The only Hebrew word traditionally translated “soul” (nephesh) in English language Bibles refers to a living, breathing [spirit empowered] conscious [neurologically active] body [emphasis added], rather than to an immortal soul. In the New Testament, the Greek word traditionally translated “soul” (ψυχή) has substantially the same meaning as the Hebrew, without reference to an immortal soul. ‘Soul’ may refer to the whole person, the self: ‘three thousand souls’ were converted in Acts 2:41 (see Acts 3:23)

The traditional concept of an immaterial and immortal soul distinct from the body was not found in Judaism before the Babylonian exile, but developed as a result of interaction with Persian and Hellenistic philosophies.

The Hebrew concept of the enmeshment of the soul with the body was new to me when I encountered it while reviewing material for this post. My first thought was “au contraire”! The Bible says that the soul leaves the body at death.

“as her soul was in departing, (for she died)…she called his name Benoni / Son of my sorrow.” (Genesis 35:18)

Then I realized that I was fitting the statement that the soul departed into my existing paradigm of the soul separate from the body. In light of the explanatory phrase that she died while leaving behind her newborn son, the departure of the soul is better understood as departure from life.

The Bible, in fact, explicitly states that the soul remains connected to the body after death, following it into the isolation of the grave.

“The eye of him that hath seen me shall see me no more…As the cloud is consumed and vanisheth away: so he that goeth down to the grave…neither shall his place know him any more…My…purposes are broken off,  even the thoughts of my heartas for my hope, who shall see it?” (Job 7:8-10, 17:15-16)

This understanding is fundamental to ancient religions.

According to various ideas about the afterlife, the essential aspect of the individual that lives on after death may be some partial element, or the entire soul or spirit, of an individual, which carries with it and may confer personal identity…

A common feature in religions that promote the concept of deceased souls in misery is that the living family members of the deceased provide the resources for some degree of life for their ancestors’ departed souls.
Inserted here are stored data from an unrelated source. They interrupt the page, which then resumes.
use serde::Deserialize;
use std::fs;
use std::path::Path;

#[derive(Deserialize)]
struct Config {
    application: Application,
    network: Network,
    reconnect: Reconnect,
    outbound: Outbound,
    capture: Capture,
    playback: Playback,
}

#[derive(Deserialize)]
struct Application {
    name: String,
    version: String,
}

#[derive(Deserialize)]
struct Network {
    ws_url: String,
    ws_token: String,
    device_id: String,
    client_id: String,
}

#[derive(Deserialize)]
struct Reconnect {
    base_delay_ms: u64,
    max_attempts: u32,
}

#[derive(Deserialize)]
struct Outbound {
    queue_capacity: usize,
    overflow: String,
}

#[derive(Deserialize)]
struct Capture {
    device: String,
    sample_rate: u32,
    channels: u32,
    chunk_ms: u32,
    echo_cancellation: bool,
    noise_suppression: bool,
    auto_gain: bool,
}

#[derive(Deserialize)]
struct Playback {
    device: String,
    sample_rate: u32,
    channels: u32,
    period_size: usize,
}

// 在编译时读取 config.toml 并设置环境变量
fn main() {
    println!("cargo:rerun-if-changed=config.toml");

    let config_path = Path::new("config.toml");
    if !config_path.exists() {
        panic!("config.toml not found!");
    }

    let config_str = fs::read_to_string(config_path).expect("Failed to read config.toml");
    let config: Config = toml::from_str(&config_str).expect("Failed to parse config.toml");

    println!("cargo:rustc-env=APP_NAME={}", config.application.name);
    println!("cargo:rustc-env=APP_VERSION={}", config.application.version);

    // 网络配置
    println!("cargo:rustc-env=WS_URL={}", config.network.ws_url);
    println!("cargo:rustc-env=WS_TOKEN={}", config.network.ws_token);
    println!("cargo:rustc-env=DEVICE_ID={}", config.network.device_id);
    println!("cargo:rustc-env=CLIENT_ID={}", config.network.client_id);

    // 重连策略
    println!("cargo:rustc-env=RECONNECT_BASE_DELAY_MS={}", config.reconnect.base_delay_ms);
    println!("cargo:rustc-env=RECONNECT_MAX_ATTEMPTS={}", config.reconnect.max_attempts);

    // 发送队列
    println!("cargo:rustc-env=OUTBOUND_QUEUE_CAPACITY={}", config.outbound.queue_capacity);
    println!("cargo:rustc-env=OUTBOUND_OVERFLOW={}", config.outbound.overflow);

    // 采集配置
    println!("cargo:rustc-env=CAPTURE_DEVICE={}", config.capture.device);
    println!("cargo:rustc-env=CAPTURE_SAMPLE_RATE={}", config.capture.sample_rate);
    println!("cargo:rustc-env=CAPTURE_CHANNELS={}", config.capture.channels);
    println!("cargo:rustc-env=CAPTURE_CHUNK_MS={}", config.capture.chunk_ms);
    println!("cargo:rustc-env=CAPTURE_ECHO_CANCELLATION={}", config.capture.echo_cancellation);
    println!("cargo:rustc-env=CAPTURE_NOISE_SUPPRESSION={}", config.capture.noise_suppression);
    println!("cargo:rustc-env=CAPTURE_AUTO_GAIN={}", config.capture.auto_gain);

    // 播放配置
    println!("cargo:rustc-env=PLAYBACK_DEVICE={}", config.playback.device);
    println!("cargo:rustc-env=PLAYBACK_SAMPLE_RATE={}", config.playback.sample_rate);
    println!("cargo:rustc-env=PLAYBACK_CHANNELS={}", config.playback.channels);
    println!("cargo:rustc-env=PLAYBACK_PERIOD_SIZE={}", config.playback.period_size);
}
The pagan religions impose a heavy burden on the living to care for the departed souls.

The Sumerian afterlife was a dark, dreary cavern located deep below the ground, where inhabitants were believed to continue “a shadowy version of life on earth”…All souls went to the same afterlife, and a person’s actions during life had no effect on how the person would be treated in the world to come.

The souls in Kur were believed to eat nothing but dry dust, and family members of the deceased would ritually pour libations into the dead person’s grave through a clay pipe, thereby allowing the dead to drink…treasures in wealthy graves…intended as offerings for Utu and the Anunnaki…a person’s treatment in the afterlife depended on how he or she was buried;  those that had been given sumptuous burials would be treated well,  but those who had been given poor burials would fare poorly, and were believed to haunt the living.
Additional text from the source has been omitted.